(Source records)
=== Begin Enclosure ===
use crate::fixture;
use odata_metadata_sync::NormalizedSchema;
use odata_metadata_sync::parse_metadata;

fn northwind() -> NormalizedSchema {
    parse_metadata(&fixture("northwind_v2.xml")).unwrap()
}

#[test]
fn test_entity_types_and_properties() {
    let schema = northwind();
    assert_eq!(schema.namespaces, vec!["NorthwindModel", "ODataWeb.Northwind.Model"]);
    assert_eq!(schema.entities.len(), 2);

    let category = schema.entity("Category").unwrap();
    assert_eq!(category.keys, vec!["CategoryID"]);

    let names: Vec<&str> = category.properties.iter().map(|p| p.name.as_str()).collect();
    assert_eq!(names, vec!["CategoryID", "CategoryName", "Description"]);

    let category_name = &category.properties[1];
    assert_eq!(category_name.type_name, "Edm.String");
    assert!(!category_name.nullable);
    assert_eq!(category_name.max_length, Some(15));

    // MaxLength="Max" is unbounded
    assert_eq!(category.properties[2].max_length, None);
    assert!(category.properties[2].nullable);
    assert!(category.properties[2].annotations.is_empty());
}

#[test]
fn test_navigation_properties_resolve_through_associations() {
    let schema = northwind();

    let products = &schema.entity("Category").unwrap().navigation_properties[0];
    assert_eq!(products.name, "Products");
    assert_eq!(products.relationship.as_deref(), Some("NorthwindModel.FK_Products_Categories"));
    assert_eq!(products.from_role.as_deref(), Some("Categories"));
    assert_eq!(products.to_role.as_deref(), Some("Products"));
    assert_eq!(products.multiplicity.as_deref(), Some("*"));
    assert_eq!(products.target_type.as_deref(), Some("NorthwindModel.Product"));

    let category = &schema.entity("Product").unwrap().navigation_properties[0];
    assert_eq!(category.multiplicity.as_deref(), Some("0..1"));
    assert_eq!(category.target_type.as_deref(), Some("NorthwindModel.Category"));
}

#[test]
fn test_associations() {
    let schema = northwind();
    assert_eq!(schema.associations.len(), 1);

    let association = &schema.associations[0];
    assert_eq!(association.name, "FK_Products_Categories");
    assert_eq!(association.ends.len(), 2);
    assert_eq!(association.ends[0].role, "Categories");
    assert_eq!(association.ends[0].type_name, "NorthwindModel.Category");
    assert_eq!(association.ends[1].multiplicity, "*");

    let constraint = association.referential_constraint.as_ref().unwrap();
    assert_eq!(constraint.principal_role.as_deref(), Some("Categories"));
    assert_eq!(constraint.dependent_role.as_deref(), Some("Products"));
    assert_eq!(constraint.principal_properties, vec!["CategoryID"]);
    assert_eq!(constraint.dependent_properties, vec!["CategoryID"]);
}

#[test]
fn test_container_in_second_schema() {
    let schema = northwind();

    let names: Vec<&str> = schema.entity_sets.iter().map(|s| s.name.as_str()).collect();
    assert_eq!(names, vec!["Categories", "Products"]);
    assert_eq!(schema.entity_sets[1].entity_type, "NorthwindModel.Product");
    assert_eq!(schema.entity_sets[1].url, "Products");
}

#[test]
fn test_complex_types() {
    let schema = northwind();
    assert_eq!(schema.complex_types.len(), 1);

    let address = &schema.complex_types[0];
    assert_eq!(address.name, "Address");
    assert_eq!(address.fields.len(), 2);
    assert!(address.fields[0].nullable);
    assert!(!address.fields[1].nullable);
}

#[test]
fn test_legacy_function_import_becomes_function() {
    let schema = northwind();
    assert!(schema.actions.is_empty());
    assert_eq!(schema.functions.len(), 1);

    let top = &schema.functions[0];
    assert_eq!(top.name, "TopProducts");
    assert_eq!(top.return_type.as_deref(), Some("Collection(NorthwindModel.Product)"));
    assert_eq!(top.parameters.len(), 1);
    assert_eq!(top.parameters[0].name, "count");
    assert_eq!(top.parameters[0].type_name, "Edm.Int32");
    assert!(!top.is_bound);
    assert_eq!(top.binding_parameter, None);
}

#[test]
fn test_only_first_referential_constraint_is_kept() {
    let doc = r#"<edmx:Edmx Version="1.0" xmlns:edmx="http://schemas.microsoft.com/ado/2007/06/edmx">
  <edmx:DataServices>
    <Schema Namespace="Orders" xmlns="http://schemas.microsoft.com/ado/2008/09/edm">
      <Association Name="Order_Customer">
        <End Role="Customer" Type="Orders.Customer" Multiplicity="1" />
        <End Role="Order" Type="Orders.Order" Multiplicity="*" />
        <ReferentialConstraint>
          <Principal Role="Customer">
            <PropertyRef Name="CustomerID" />
            <PropertyRef Name="Region" />
          </Principal>
          <Dependent Role="Order">
            <PropertyRef Name="CustomerRef" />
            <PropertyRef Name="RegionRef" />
          </Dependent>
        </ReferentialConstraint>
        <ReferentialConstraint>
          <Principal Role="Order">
            <PropertyRef Name="OrderID" />
          </Principal>
          <Dependent Role="Customer">
            <PropertyRef Name="LastOrderID" />
          </Dependent>
        </ReferentialConstraint>
      </Association>
    </Schema>
  </edmx:DataServices>
</edmx:Edmx>"#;

    let schema = parse_metadata(doc).unwrap();
    let constraint = schema.associations[0].referential_constraint.as_ref().unwrap();

    assert_eq!(constraint.principal_role.as_deref(), Some("Customer"));
    assert_eq!(constraint.dependent_role.as_deref(), Some("Order"));
    assert_eq!(constraint.principal_properties, vec!["CustomerID", "Region"]);
    assert_eq!(constraint.dependent_properties, vec!["CustomerRef", "RegionRef"]);
}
=== End Enclosure ===
> _What you should do_:
Each line from the one containing "let schema = parse_metadata(doc).unwrap();" through the end of the entries, both included, is to be returned exactly, with no other lines.

> _Solution to the problem_:
    let schema = parse_metadata(doc).unwrap();
    let constraint = schema.associations[0].referential_constraint.as_ref().unwrap();

    assert_eq!(constraint.principal_role.as_deref(), Some("Customer"));
    assert_eq!(constraint.dependent_role.as_deref(), Some("Order"));
    assert_eq!(constraint.principal_properties, vec!["CustomerID", "Region"]);
    assert_eq!(constraint.dependent_properties, vec!["CustomerRef", "RegionRef"]);
}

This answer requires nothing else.